Komisyonun kararları, yargı denetimi dışındadır.
İzin talebinin Meclise ulaşmasından itibaren otuz gün
içinde Komisyon oluşturulur ve Komisyon, kararını izin talebinin
Meclise ulaşmasından itibaren en geç altmış gün içinde
verir. Meclisteki siyasî parti gruplarınca, izin talebiyle ilgili
görüşme yapılamaz ve karar alınamaz. İzin talebini karara
bağlayacak Komisyonun oluşumu, izin talebinin görüşülme usul ve
esasları Meclis İçtüzüğüyle düzenlenir."
"Anayasa Mahkemesi, yukarıdaki fıkralara göre kapatma
yerine, dava konusu fiillerin ağırlığına göre ilgili
siyasî partinin; uyarılmasına, neden olan üye veya yöneticilerinin
üyeliklerinin düşmesine Devlet yardımından kısmen veya
tamamen yoksun bırakılmasına karar verebilir. Devlet
yardımından yoksun bırakılma, bağlı olduğu
kapatma davasının ve kararının usulüne tabi olup tek
başına dava konusu yapılamaz." Siyasi partilerin
yargılanmasında tüzel kişi ile birlikte, hakkında
yaptırım istenen gerçek kişiler de yargılama sürecine katılırlar.
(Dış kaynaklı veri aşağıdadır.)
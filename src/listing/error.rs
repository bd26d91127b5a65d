//! Error types for the listing module.
//!
//! A failed enumeration still carries every workbook received before the
//! failing page, so callers decide whether a partial listing is usable.

use thiserror::Error;

use crate::workbook::Workbook;

/// Why a page request failed.
#[derive(Debug, Error)]
pub enum ListErrorKind {
    /// Network-level error (DNS resolution, connection refused, TLS errors, etc.)
    #[error("network error listing workbooks from {url}: {source}")]
    Network {
        /// The page URL that failed.
        url: String,
        /// The underlying network error.
        #[source]
        source: reqwest::Error,
    },

    /// The page request timed out.
    #[error("timeout listing workbooks from {url}")]
    Timeout {
        /// The page URL that timed out.
        url: String,
    },

    /// The listing endpoint answered with a non-success status.
    #[error("HTTP {status} listing workbooks from {url}")]
    HttpStatus {
        /// The page URL.
        url: String,
        /// The HTTP status code.
        status: u16,
    },

    /// The page body was not a JSON array of workbooks.
    #[error("malformed workbook page from {url}: {source}")]
    Decode {
        /// The page URL.
        url: String,
        /// The underlying decode error.
        #[source]
        source: serde_json::Error,
    },

    /// The page URL could not be built from the base URL and username.
    #[error("invalid listing URL for user '{username}'")]
    InvalidUrl {
        /// The username being listed.
        username: String,
    },
}

impl ListErrorKind {
    /// Classifies a `reqwest` error into a timeout or a network error.
    pub fn from_reqwest(url: impl Into<String>, source: reqwest::Error) -> Self {
        if source.is_timeout() {
            Self::Timeout { url: url.into() }
        } else {
            Self::Network {
                url: url.into(),
                source,
            }
        }
    }

    /// Creates an HTTP status error.
    pub fn http_status(url: impl Into<String>, status: u16) -> Self {
        Self::HttpStatus {
            url: url.into(),
            status,
        }
    }

    /// Creates a decode error.
    pub fn decode(url: impl Into<String>, source: serde_json::Error) -> Self {
        Self::Decode {
            url: url.into(),
            source,
        }
    }

    /// Returns true for connection, timeout and status failures.
    #[must_use]
    pub fn is_transport(&self) -> bool {
        matches!(
            self,
            Self::Network { .. } | Self::Timeout { .. } | Self::HttpStatus { .. }
        )
    }
}

/// Enumeration aborted; holds the failure and the records received before it.
#[derive(Debug, Error)]
#[error("listing aborted after {count} workbook(s)", count = .partial.len())]
pub struct ListError {
    #[source]
    kind: ListErrorKind,
    partial: Vec<Workbook>,
}

impl ListError {
    /// Wraps a page failure together with the records accumulated so far.
    #[must_use]
    pub fn new(kind: ListErrorKind, partial: Vec<Workbook>) -> Self {
        Self { kind, partial }
    }

    /// The page failure.
    #[must_use]
    pub fn kind(&self) -> &ListErrorKind {
        &self.kind
    }

    /// Workbooks from every page that succeeded before the failure, in server order.
    #[must_use]
    pub fn partial(&self) -> &[Workbook] {
        &self.partial
    }

    /// Consumes the error, returning the partial result.
    #[must_use]
    pub fn into_partial(self) -> Vec<Workbook> {
        self.partial
    }

    /// Consumes the error, returning both parts.
    #[must_use]
    pub fn into_parts(self) -> (ListErrorKind, Vec<Workbook>) {
        (self.kind, self.partial)
    }
}
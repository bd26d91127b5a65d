//! Integration tests for the listing module.
//!
//! These tests drive the paging loop against a mock listing endpoint.

mod support;

use std::time::Duration;

use serde_json::{Value, json};
use support::socket_guard::start_mock_server_or_skip;
use wiremock::matchers::{header, method, path, query_param};
use wiremock::{Match, Mock, MockServer, Request, ResponseTemplate};
use workbook_dl::{ClientConfig, ListErrorKind, PAGE_SIZE, WorkbookLister};

const ALICE_PATH: &str = "/profile/api/alice/workbooks";

/// Builds a JSON page of `count` workbooks named `{prefix}{n}`.
fn page(prefix: &str, count: usize) -> Value {
    Value::Array(
        (0..count)
            .map(|n| {
                json!({
                    "workbookRepoUrl": format!("{prefix}{n}"),
                    "size": 1000 + n,
                    "title": format!("Workbook {prefix}{n}"),
                    "description": "",
                    "showInProfile": true,
                    "allowDataAccess": n % 2 == 0
                })
            })
            .collect(),
    )
}

fn lister_for(server: &MockServer) -> WorkbookLister {
    WorkbookLister::with_config(&ClientConfig::default().with_base_url(server.uri()))
        .expect("lister should build")
}

async fn mount_page(server: &MockServer, index: usize, body: Value, expected_calls: u64) {
    Mock::given(method("GET"))
        .and(path(ALICE_PATH))
        .and(query_param("index", index.to_string()))
        .and(query_param("count", PAGE_SIZE.to_string()))
        .respond_with(ResponseTemplate::new(200).set_body_json(body))
        .expect(expected_calls)
        .mount(server)
        .await;
}

#[tokio::test]
async fn test_list_all_workbooks_requests_offsets_by_running_total() {
    let Some(server) = start_mock_server_or_skip().await else {
        return;
    };
    mount_page(&server, 0, page("a", 20), 1).await;
    mount_page(&server, 20, page("b", 20), 1).await;
    mount_page(&server, 40, page("c", 5), 1).await;

    let workbooks = lister_for(&server)
        .list_all_workbooks("alice")
        .await
        .expect("listing should succeed");

    assert_eq!(workbooks.len(), 45);
    assert_eq!(workbooks[0].repository_id(), "a0");
    assert_eq!(workbooks[19].repository_id(), "a19");
    assert_eq!(workbooks[20].repository_id(), "b0");
    assert_eq!(workbooks[44].repository_id(), "c4");
}

#[tokio::test]
async fn test_list_stops_after_first_short_page() {
    let Some(server) = start_mock_server_or_skip().await else {
        return;
    };
    mount_page(&server, 0, page("a", 7), 1).await;
    mount_page(&server, 7, page("never", 3), 0).await;

    let workbooks = lister_for(&server)
        .list_all_workbooks("alice")
        .await
        .expect("listing should succeed");

    assert_eq!(workbooks.len(), 7);
}

#[tokio::test]
async fn test_list_empty_profile_makes_single_request() {
    let Some(server) = start_mock_server_or_skip().await else {
        return;
    };
    mount_page(&server, 0, json!([]), 1).await;

    let workbooks = lister_for(&server)
        .list_all_workbooks("alice")
        .await
        .expect("listing should succeed");

    assert!(workbooks.is_empty());
}

#[tokio::test]
async fn test_list_offset_follows_oversized_pages() {
    let Some(server) = start_mock_server_or_skip().await else {
        return;
    };
    // The server may hand back more than requested; the next offset must
    // still be the count actually received.
    mount_page(&server, 0, page("a", 25), 1).await;
    mount_page(&server, 25, page("b", 20), 1).await;
    mount_page(&server, 45, json!([]), 1).await;

    let workbooks = lister_for(&server)
        .list_all_workbooks("alice")
        .await
        .expect("listing should succeed");

    assert_eq!(workbooks.len(), 45);
    assert_eq!(workbooks[25].repository_id(), "b0");
}

#[tokio::test]
async fn test_list_decode_failure_on_middle_page_returns_prior_pages() {
    let Some(server) = start_mock_server_or_skip().await else {
        return;
    };
    mount_page(&server, 0, page("a", 20), 1).await;
    mount_page(&server, 20, page("b", 20), 1).await;
    Mock::given(method("GET"))
        .and(path(ALICE_PATH))
        .and(query_param("index", "40"))
        .respond_with(ResponseTemplate::new(200).set_body_string("<html>maintenance</html>"))
        .expect(1)
        .mount(&server)
        .await;
    mount_page(&server, 60, page("never", 1), 0).await;

    let error = lister_for(&server)
        .list_all_workbooks("alice")
        .await
        .expect_err("decode failure should abort the listing");

    assert!(
        matches!(error.kind(), ListErrorKind::Decode { .. }),
        "expected Decode, got: {:?}",
        error.kind()
    );
    let ids: Vec<&str> = error.partial().iter().map(|w| w.repository_id()).collect();
    assert_eq!(ids.len(), 40);
    assert_eq!(ids[0], "a0");
    assert_eq!(ids[20], "b0");
    assert_eq!(ids[39], "b19");
}

#[tokio::test]
async fn test_list_http_error_on_middle_page_returns_prior_pages() {
    let Some(server) = start_mock_server_or_skip().await else {
        return;
    };
    mount_page(&server, 0, page("a", 20), 1).await;
    Mock::given(method("GET"))
        .and(path(ALICE_PATH))
        .and(query_param("index", "20"))
        .respond_with(ResponseTemplate::new(503))
        .expect(1)
        .mount(&server)
        .await;

    let error = lister_for(&server)
        .list_all_workbooks("alice")
        .await
        .expect_err("server error should abort the listing");

    match error.kind() {
        ListErrorKind::HttpStatus { status, url } => {
            assert_eq!(*status, 503);
            assert!(url.contains("index=20"), "url: {url}");
        }
        other => panic!("expected HttpStatus, got: {other:?}"),
    }
    assert!(error.kind().is_transport());
    assert_eq!(error.into_partial().len(), 20);
}

/// Matches requests whose `no_cache` query value is a plausible unix timestamp.
struct NoCacheTimestamp;

impl Match for NoCacheTimestamp {
    fn matches(&self, request: &Request) -> bool {
        request
            .url
            .query_pairs()
            .find(|(key, _)| key == "no_cache")
            .and_then(|(_, value)| value.parse::<u64>().ok())
            .is_some_and(|ts| ts > 1_577_836_800)
    }
}

#[tokio::test]
async fn test_list_sends_accept_json_and_cache_buster() {
    let Some(server) = start_mock_server_or_skip().await else {
        return;
    };
    Mock::given(method("GET"))
        .and(path(ALICE_PATH))
        .and(header("accept", "application/json"))
        .and(NoCacheTimestamp)
        .and(query_param("index", "0"))
        .respond_with(ResponseTemplate::new(200).set_body_json(page("a", 2)))
        .expect(1)
        .mount(&server)
        .await;

    let workbooks = lister_for(&server)
        .list_all_workbooks("alice")
        .await
        .expect("listing should succeed");

    assert_eq!(workbooks.len(), 2);
}

#[tokio::test]
async fn test_list_drops_blank_identifiers_without_shifting_offsets() {
    let Some(server) = start_mock_server_or_skip().await else {
        return;
    };
    let mut first = page("a", 20);
    first[3]["workbookRepoUrl"] = json!("");
    mount_page(&server, 0, first, 1).await;
    mount_page(&server, 20, page("b", 1), 1).await;

    let workbooks = lister_for(&server)
        .list_all_workbooks("alice")
        .await
        .expect("listing should succeed");

    assert_eq!(workbooks.len(), 20);
    assert!(workbooks.iter().all(|w| !w.repository_id().is_empty()));
    assert_eq!(workbooks[3].repository_id(), "a4");
}

#[tokio::test]
async fn test_list_record_without_identifier_key_does_not_abort_paging() {
    let Some(server) = start_mock_server_or_skip().await else {
        return;
    };
    let mut first = page("a", 20);
    first[5]
        .as_object_mut()
        .expect("page entries are objects")
        .remove("workbookRepoUrl");
    mount_page(&server, 0, first, 1).await;
    mount_page(&server, 20, page("b", 3), 1).await;

    let workbooks = lister_for(&server)
        .list_all_workbooks("alice")
        .await
        .expect("listing should succeed");

    assert_eq!(workbooks.len(), 22);
    assert_eq!(workbooks[5].repository_id(), "a6");
    assert_eq!(workbooks[19].repository_id(), "b0");
}

#[tokio::test]
async fn test_list_read_timeout_is_reported_as_timeout() {
    let Some(server) = start_mock_server_or_skip().await else {
        return;
    };
    Mock::given(method("GET"))
        .and(path(ALICE_PATH))
        .respond_with(
            ResponseTemplate::new(200)
                .set_body_json(page("a", 1))
                .set_delay(Duration::from_secs(3)),
        )
        .mount(&server)
        .await;

    let lister = WorkbookLister::with_config(
        &ClientConfig::default()
            .with_base_url(server.uri())
            .with_timeouts(1, 1),
    )
    .expect("lister should build");

    let error = lister
        .list_all_workbooks("alice")
        .await
        .expect_err("slow server should time out");

    assert!(
        matches!(error.kind(), ListErrorKind::Timeout { .. }),
        "expected Timeout, got: {:?}",
        error.kind()
    );
    assert!(error.partial().is_empty());
}

#[tokio::test]
async fn test_list_unreachable_server_is_transport_error() {
    let Some(server) = start_mock_server_or_skip().await else {
        return;
    };
    let base_url = server.uri();
    drop(server);

    let lister = WorkbookLister::with_config(
        &ClientConfig::default()
            .with_base_url(base_url)
            .with_timeouts(2, 2),
    )
    .expect("lister should build");

    let error = lister
        .list_all_workbooks("alice")
        .await
        .expect_err("closed port should fail");

    assert!(error.kind().is_transport(), "got: {:?}", error.kind());
    assert!(error.partial().is_empty());
}
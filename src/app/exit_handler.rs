//! Exit code logic for the `sync` command.

use super::ProcessExit;

/// Counts collected while syncing a user's workbooks.
#[derive(Debug, Clone, Copy, Default, PartialEq, Eq)]
pub(crate) struct SyncStats {
    /// Workbooks written to disk.
    pub downloaded: usize,
    /// Listed workbooks skipped: missing on the export endpoint or named
    /// with an identifier unusable as a file name.
    pub not_found: usize,
    /// Whether the listing reached its final short page.
    pub listing_complete: bool,
}

/// Determines the process exit outcome from sync counts.
pub(crate) fn determine_exit_outcome(stats: SyncStats) -> ProcessExit {
    if stats.listing_complete && stats.not_found == 0 {
        ProcessExit::Success
    } else if stats.downloaded > 0 {
        ProcessExit::Partial
    } else {
        ProcessExit::Failure
    }
}
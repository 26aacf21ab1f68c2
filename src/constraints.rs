//! Named geometric constraints consulted by the placement engine.

use std::collections::HashMap;

use serde::{Deserialize, Serialize};

use crate::error::{Error, Result};
use crate::geometry::Point2;

/// Declarative placement constraint; immutable once registered.
#[derive(Debug, Clone, Serialize, Deserialize)]
#[serde(tag = "type", rename_all = "snake_case")]
pub enum Constraint {
    /// Restrict sampled positions to a polygon.
    Workspace { polygon: Vec<Point2> },
    /// Rest objects exactly on a reference plane. Only the +Z normal
    /// `[0, 0, 1]` is supported; the engine rejects anything else.
    Tangent {
        origin: [f64; 3],
        normal: [f64; 3],
    },
}

/// Mapping from constraint name to definition. Lookup of an
/// unregistered name is a hard error, never a silent default.
#[derive(Debug, Default)]
pub struct ConstraintRegistry {
    entries: HashMap<String, Constraint>,
}

impl ConstraintRegistry {
    pub fn new() -> Self {
        Self::default()
    }

    pub fn register(
        &mut self,
        name: impl Into<String>,
        constraint: Constraint,
    ) {
        self.entries.insert(name.into(), constraint);
    }

    pub fn lookup(&self, name: &str) -> Result<&Constraint> {
        self.entries.get(name).ok_or_else(|| {
            Error::config(format!("unknown constraint reference '{name}'"))
        })
    }
}

#[cfg(test)]
mod tests {
    use super::*;

    #[test]
    fn unknown_name_is_an_error() {
        let registry = ConstraintRegistry::new();
        let err = registry.lookup("nope").unwrap_err();
        assert!(err.to_string().contains("unknown constraint reference"));
    }

    #[test]
    fn register_and_lookup() {
        let mut registry = ConstraintRegistry::new();
        registry.register(
            "tangent_to_ground_plane",
            Constraint::Tangent {
                origin: [0.0, 0.0, 0.0],
                normal: [0.0, 0.0, 1.0],
            },
        );
        match registry.lookup("tangent_to_ground_plane").unwrap() {
            Constraint::Tangent { normal, .. } => {
                assert_eq!(*normal, [0.0, 0.0, 1.0]);
            }
            _ => panic!("expected tangent constraint"),
        }
    }
}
Siyasi partiler resmi dil Türkçe ile yazışma ve
çalışmalar yaparlar. Tüzük ve programlarını, seçim ve
propaganda çalışmalarını resmi dil dışında
farklı dillerde de yapabilirler. Siyasi partilerde cinsiyetler arası
fırsat eşitliğini sağlamayı gözetir. Tüm karar
organlarında cinsiyetler arası eşit temsil ve
katılımı fiilen sağlayacak esaslara göre oluşur.
Siyasi partiler tüzüklerinde belirtildiği takdirde eş
başkanlık modelini uygulayabilirler. Siyasi partilerde Genel
Başkanlık sürelidir. Parti içi demokrasi ve üye hukuku zorunludur.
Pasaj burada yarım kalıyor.